Wombats and their Cube Poop: How Scientists Solved the Mystery
Wombats and their Cube Poop: How Scientists Solved the Mystery

Wombats and their Cube Poop: How Scientists Solved the Mystery

Wombats have a feature that make them unique: the only animal that creates cube-shaped poop. This is the story of how scientists with an unusual background solved this mystery.

Transcript

I'm here in beautiful Lerderderg in Wombat State Forest. And this is a story about how scientists solved a decades old cube mystery. And it's not this one, but it's actually about Wombats themselves.

This unique Australian animal has one feature that makes them stand out. They're the only animal that poop cubes

So that was a really fun day in Lerderderg, which is a fantastic word to say, and Wombat State Forest. Now I wanted to share the story about wombats and how the scientists did to solve this mystery.

I think it's really fascinating because wombats themselves, they're an amazing little creature and this mystery of their poo has been a really interesting one. I remember growing up as a kid, hearing this fact about it and people not knowing how it actually happened. Scientists think it helps them communicate.

So wombats are solitary creatures they live alone in their burrows and they don't have a very good sense of sight but they do have a good sense of smell. So what the scientists think is that they use this poo to mark their territory. It helps them avoid fights and conflict, and also female wombats can signal how fertile they are due to how much hormones are in the poo. And because it's a square, it doesn't roll away, clever stuff.
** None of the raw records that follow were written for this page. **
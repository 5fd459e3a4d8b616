use sea_orm_migration::prelude::*;

#[derive(DeriveMigrationName)]
pub struct Migration;

/// Index names contain the table and column names; the database crate maps
/// unique violations back to conflict messages through them.
fn unique_index<T, C>(name: &str, table: T, columns: impl IntoIterator<Item = C>) -> IndexCreateStatement
where
    T: IntoIden + 'static,
    C: IntoIden,
{
    let mut index = Index::create();
    index.name(name).table(table).unique();
    for column in columns {
        index.col(column);
    }
    index.to_owned()
}

const INDEXES: [&str; 20] = [
    "uq_users_username",
    "uq_users_email",
    "uq_students_user_id",
    "uq_students_nim",
    "uq_lecturers_user_id",
    "uq_lecturers_nidn",
    "uq_lecturers_email",
    "uq_department_heads_user_id",
    "uq_department_heads_nidn",
    "uq_department_heads_email",
    "uq_rectors_user_id",
    "uq_rectors_nidn",
    "uq_rectors_email",
    "uq_courses_code",
    "uq_enrollments_student_course_semester_academic_year",
    "uq_grades_student_course_semester_academic_year",
    "uq_attendances_course_student_meeting",
    "uq_schedules_course_day_start_time_academic_year",
    "uq_materials_course_meeting_title",
    "idx_students_department",
];

#[async_trait::async_trait]
impl MigrationTrait for Migration {
    async fn up(&self, manager: &SchemaManager) -> Result<(), DbErr> {
        // Account identifiers
        manager
            .create_index(unique_index("uq_users_username", Users::Table, [Users::Username]))
            .await?;
        manager
            .create_index(unique_index("uq_users_email", Users::Table, [Users::Email]))
            .await?;

        manager
            .create_index(unique_index("uq_students_user_id", Students::Table, [Students::UserId]))
            .await?;
        manager
            .create_index(unique_index("uq_students_nim", Students::Table, [Students::Nim]))
            .await?;

        for (name, column) in [
            ("uq_lecturers_user_id", Lecturers::UserId),
            ("uq_lecturers_nidn", Lecturers::Nidn),
            ("uq_lecturers_email", Lecturers::Email),
        ] {
            manager
                .create_index(unique_index(name, Lecturers::Table, [column]))
                .await?;
        }

        for (name, column) in [
            ("uq_department_heads_user_id", DepartmentHeads::UserId),
            ("uq_department_heads_nidn", DepartmentHeads::Nidn),
            ("uq_department_heads_email", DepartmentHeads::Email),
        ] {
            manager
                .create_index(unique_index(name, DepartmentHeads::Table, [column]))
                .await?;
        }

        for (name, column) in [
            ("uq_rectors_user_id", Rectors::UserId),
            ("uq_rectors_nidn", Rectors::Nidn),
            ("uq_rectors_email", Rectors::Email),
        ] {
            manager
                .create_index(unique_index(name, Rectors::Table, [column]))
                .await?;
        }

        manager
            .create_index(unique_index("uq_courses_code", Courses::Table, [Courses::Code]))
            .await?;

        // Natural keys of the per-term records; upserts target these
        manager
            .create_index(unique_index(
                "uq_enrollments_student_course_semester_academic_year",
                Enrollments::Table,
                [
                    Enrollments::StudentId,
                    Enrollments::CourseId,
                    Enrollments::Semester,
                    Enrollments::AcademicYear,
                ],
            ))
            .await?;

        manager
            .create_index(unique_index(
                "uq_grades_student_course_semester_academic_year",
                Grades::Table,
                [
                    Grades::StudentId,
                    Grades::CourseId,
                    Grades::Semester,
                    Grades::AcademicYear,
                ],
            ))
            .await?;

        manager
            .create_index(unique_index(
                "uq_attendances_course_student_meeting",
                Attendances::Table,
                [
                    Attendances::CourseId,
                    Attendances::StudentId,
                    Attendances::Meeting,
                ],
            ))
            .await?;

        manager
            .create_index(unique_index(
                "uq_schedules_course_day_start_time_academic_year",
                Schedules::Table,
                [
                    Schedules::CourseId,
                    Schedules::Day,
                    Schedules::StartTime,
                    Schedules::AcademicYear,
                ],
            ))
            .await?;

        manager
            .create_index(unique_index(
                "uq_materials_course_meeting_title",
                Materials::Table,
                [Materials::CourseId, Materials::Meeting, Materials::Title],
            ))
            .await?;

        // Department-scoped listings
        manager
            .create_index(
                Index::create()
                    .name("idx_students_department")
                    .table(Students::Table)
                    .col(Students::Department)
                    .to_owned(),
            )
            .await?;

        Ok(())
    }

    async fn down(&self, manager: &SchemaManager) -> Result<(), DbErr> {
        for name in INDEXES.iter().rev() {
            manager
                .drop_index(Index::drop().name(*name).to_owned())
                .await?;
        }

        Ok(())
    }
}

#[derive(Iden)]
enum Users {
    Table,
    Username,
    Email,
}

#[derive(Iden)]
enum Students {
    Table,
    UserId,
    Nim,
    Department,
}

#[derive(Iden)]
enum Lecturers {
    Table,
    UserId,
    Nidn,
    Email,
}

#[derive(Iden)]
enum DepartmentHeads {
    Table,
    UserId,
    Nidn,
    Email,
}

#[derive(Iden)]
enum Rectors {
    Table,
    UserId,
    Nidn,
    Email,
}

#[derive(Iden)]
enum Courses {
    Table,
    Code,
}

#[derive(Iden)]
enum Enrollments {
    Table,
    StudentId,
    CourseId,
    Semester,
    AcademicYear,
}

#[derive(Iden)]
enum Grades {
    Table,
    StudentId,
    CourseId,
    Semester,
    AcademicYear,
}

#[derive(Iden)]
enum Attendances {
    Table,
    CourseId,
    StudentId,
    Meeting,
}

#[derive(Iden)]
enum Schedules {
    Table,
    CourseId,
    Day,
    StartTime,
    AcademicYear,
}

#[derive(Iden)]
enum Materials {
    Table,
    CourseId,
    Meeting,
    Title,
}
mod common;

use common::{course, enroll, enroll_approved, head, lecturer, setup, student};
use database::{
    ServiceError,
    entities::grades,
    services::{course::CourseService, grade::GradeService, student::StudentService},
};
use models::{
    grade::{LetterGrade, Scores},
    role::Role,
};
use sea_orm::{EntityTrait, PaginatorTrait};

#[tokio::test]
async fn test_grading_requires_teaching_and_approved_enrollment() {
    let db = setup().await;
    let kajur = head(&db, "9900000001", "Informatika").await;
    let sari = lecturer(&db, "0011223344", "Informatika").await;
    let joko = lecturer(&db, "0011223355", "Informatika").await;
    let budi = student(&db, "2025000001", "Informatika").await;
    let ani = student(&db, "2025000002", "Informatika").await;
    let basis_data = course(&db, "IF101", 3, Some(&sari)).await;
    enroll_approved(&db, &budi, &basis_data, &kajur).await;
    enroll(&db, &ani, &basis_data).await;

    let scores = Scores::new(90.0, 88.0, 92.0);

    assert!(matches!(
        GradeService::post(&db, &joko, basis_data.id, budi.id, scores).await,
        Err(ServiceError::Forbidden(_))
    ));
    // A pending entry does not count as enrolled
    assert!(matches!(
        GradeService::post(&db, &sari, basis_data.id, ani.id, scores).await,
        Err(ServiceError::NotFound(_))
    ));
    assert!(matches!(
        GradeService::post(&db, &sari, basis_data.id, budi.id, Scores::new(101.0, 80.0, 80.0))
            .await,
        Err(ServiceError::InvalidArgument(_))
    ));
    assert_eq!(grades::Entity::find().count(&db).await.unwrap(), 0);
}

#[tokio::test]
async fn test_posting_a_grade_twice_keeps_one_row() {
    let db = setup().await;
    let kajur = head(&db, "9900000001", "Informatika").await;
    let sari = lecturer(&db, "0011223344", "Informatika").await;
    let budi = student(&db, "2025000001", "Informatika").await;
    let basis_data = course(&db, "IF101", 3, Some(&sari)).await;
    let enrollment = enroll_approved(&db, &budi, &basis_data, &kajur).await;

    let scores = Scores::new(85.0, 80.0, 78.0);
    let first = GradeService::post(&db, &sari, basis_data.id, budi.id, scores)
        .await
        .unwrap();
    let second = GradeService::post(&db, &sari, basis_data.id, budi.id, scores)
        .await
        .unwrap();

    assert_eq!(grades::Entity::find().count(&db).await.unwrap(), 1);
    assert_eq!(first.grade, second.grade);
    assert_eq!(second.grade.letter, LetterGrade::AB);
    assert_eq!(second.grade.semester, enrollment.semester);
    assert_eq!(second.grade.academic_year, enrollment.academic_year);

    // Re-grading replaces the scores in place
    let regraded = GradeService::post(&db, &sari, basis_data.id, budi.id, Scores::new(40.0, 40.0, 40.0))
        .await
        .unwrap();
    assert_eq!(regraded.grade.id, first.grade.id);
    assert_eq!(regraded.grade.letter, LetterGrade::E);
    assert!(regraded.grade.updated_at >= first.grade.updated_at);
    assert_eq!(grades::Entity::find().count(&db).await.unwrap(), 1);
}

#[tokio::test]
async fn test_transcript_and_cached_gpa() {
    let db = setup().await;
    let kajur = head(&db, "9900000001", "Informatika").await;
    let sari = lecturer(&db, "0011223344", "Informatika").await;
    let budi = student(&db, "2025000001", "Informatika").await;
    let basis_data = course(&db, "IF101", 3, Some(&sari)).await;
    let jaringan = course(&db, "IF102", 2, Some(&sari)).await;
    enroll_approved(&db, &budi, &basis_data, &kajur).await;
    enroll_approved(&db, &budi, &jaringan, &kajur).await;

    GradeService::post(&db, &sari, basis_data.id, budi.id, Scores::new(90.0, 90.0, 90.0))
        .await
        .unwrap();
    GradeService::post(&db, &sari, jaringan.id, budi.id, Scores::new(76.0, 76.0, 76.0))
        .await
        .unwrap();

    let budi = StudentService::get(&db, budi.id).await.unwrap();
    assert_eq!(budi.gpa, 3.6);

    let transcript = GradeService::transcript(&db, &budi).await.unwrap();
    assert_eq!(transcript.totals.total_credits, 5);
    assert_eq!(transcript.totals.total_credits_passed, 5);
    assert!((transcript.totals.gpa - 3.6).abs() < 1e-9);
    assert_eq!(transcript.grades.len(), 2);
    assert_eq!(transcript.grades[0].course_code, "IF101");
    assert_eq!(transcript.graduation_status, "Aktif");

    let statistics = GradeService::statistics(&db, &budi).await.unwrap();
    assert_eq!(statistics.total_courses, 2);

    let mine = GradeService::list_mine(&db, &budi, Some(1), Some("2024/2025"))
        .await
        .unwrap();
    assert!(mine.is_empty());
}

#[tokio::test]
async fn test_graded_course_cannot_be_deleted() {
    let db = setup().await;
    let kajur = head(&db, "9900000001", "Informatika").await;
    let sari = lecturer(&db, "0011223344", "Informatika").await;
    let budi = student(&db, "2025000001", "Informatika").await;
    let basis_data = course(&db, "IF101", 3, Some(&sari)).await;
    let jaringan = course(&db, "IF102", 2, Some(&sari)).await;
    enroll_approved(&db, &budi, &basis_data, &kajur).await;
    enroll_approved(&db, &budi, &jaringan, &kajur).await;
    GradeService::post(&db, &sari, basis_data.id, budi.id, Scores::new(90.0, 90.0, 90.0))
        .await
        .unwrap();
    GradeService::post(&db, &sari, jaringan.id, budi.id, Scores::new(76.0, 76.0, 76.0))
        .await
        .unwrap();

    assert!(matches!(
        CourseService::delete(&db, Role::Kajur, basis_data.id).await,
        Err(ServiceError::Conflict(_))
    ));
    assert!(CourseService::get(&db, basis_data.id).await.is_ok());

    let budi = StudentService::get(&db, budi.id).await.unwrap();
    let transcript = GradeService::transcript(&db, &budi).await.unwrap();
    assert_eq!(budi.gpa, 3.6);
    assert!((transcript.totals.gpa - budi.gpa).abs() < 1e-9);
    assert_eq!(grades::Entity::find().count(&db).await.unwrap(), 2);
}
use crate::status::AttendanceStatus;
use serde::Serialize;

/// Meetings in a semester are numbered 1 through 16
pub const MAX_MEETINGS: i32 = 16;

pub fn is_valid_meeting(meeting: i32) -> bool {
    (1..=MAX_MEETINGS).contains(&meeting)
}

/// Per-student count of attendance marks over every recorded meeting
#[derive(Debug, Clone, Copy, Default, PartialEq, Serialize)]
pub struct AttendanceTally {
    pub present: u32,
    pub excused: u32,
    pub sick: u32,
    pub absent: u32,
}

impl AttendanceTally {
    pub fn record(&mut self, status: AttendanceStatus) {
        match status {
            AttendanceStatus::Hadir => self.present += 1,
            AttendanceStatus::Izin => self.excused += 1,
            AttendanceStatus::Sakit => self.sick += 1,
            AttendanceStatus::Alfa => self.absent += 1,
        }
    }

    pub fn total(&self) -> u32 {
        self.present + self.excused + self.sick + self.absent
    }

    /// Share of recorded meetings marked present, as a percentage. Meetings
    /// that have not been recorded yet do not count.
    pub fn present_percentage(&self) -> f64 {
        match self.total() {
            0 => 0.0,
            total => f64::from(self.present) / f64::from(total) * 100.0,
        }
    }
}

impl FromIterator<AttendanceStatus> for AttendanceTally {
    fn from_iter<I: IntoIterator<Item = AttendanceStatus>>(iter: I) -> Self {
        let mut tally = Self::default();
        for status in iter {
            tally.record(status);
        }
        tally
    }
}

#[cfg(test)]
mod test {
    use super::*;
    use AttendanceStatus::*;

    #[test]
    fn test_percentage_over_recorded_meetings() {
        let tally: AttendanceTally = [Hadir, Hadir, Alfa, Hadir].into_iter().collect();

        assert_eq!(tally.present, 3);
        assert_eq!(tally.absent, 1);
        assert_eq!(tally.total(), 4);
        assert_eq!(tally.present_percentage(), 75.0);
    }

    #[test]
    fn test_every_status_is_counted() {
        let tally: AttendanceTally = [Hadir, Izin, Sakit, Sakit, Alfa].into_iter().collect();

        assert_eq!(
            tally,
            AttendanceTally {
                present: 1,
                excused: 1,
                sick: 2,
                absent: 1,
            }
        );
        assert_eq!(tally.present_percentage(), 20.0);
    }

    #[test]
    fn test_no_records_is_zero_percent() {
        assert_eq!(AttendanceTally::default().present_percentage(), 0.0);
    }

    #[test]
    fn test_meeting_range() {
        assert!(!is_valid_meeting(0));
        assert!(is_valid_meeting(1));
        assert!(is_valid_meeting(16));
        assert!(!is_valid_meeting(17));
    }
}
use database::db::create_connection;
use migration::{Migrator, MigratorTrait};
use server::{app, config::Config, notify::Notifier, state::AppState, utils::shutdown::shutdown_signal};
use std::error::Error;

#[tokio::main]
async fn main() -> Result<(), Box<dyn Error>> {
    dotenvy::dotenv().ok();
    env_logger::Builder::from_env(env_logger::Env::default().default_filter_or("info")).init();

    let config = Config::from_env()?;
    let address = config.address()?;

    let db = create_connection(&config.database_url).await?;
    if config.run_migrations {
        Migrator::up(&db, None).await?;
        log::info!("Database migrations applied");
    }

    let notifier = Notifier::new(config.whatsapp_service_url.clone())?;
    notifier.check_service().await;

    let state = AppState::new(db.clone(), config, notifier);
    let listener = tokio::net::TcpListener::bind(address).await?;
    log::info!("Running axum on http://{address}");

    axum::serve(listener, app(state))
        .with_graceful_shutdown(shutdown_signal())
        .await?;

    db.close().await?;
    log::info!("Server stopped");

    Ok(())
}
The researchers that discovered it when they announced it, it made massive news and the team was awarded with an Ig Nobel Prize, and that's not the Nobel prize, but the Ig Nobel is for research that makes you laugh as well as think, with research including showing that cows who have names give more milk than cows than are nameless. Or discovering that the word "huh", or its equivalent seems to exist in every human language and for not being completely sure why. For the team that won it, this wasn't their first prize.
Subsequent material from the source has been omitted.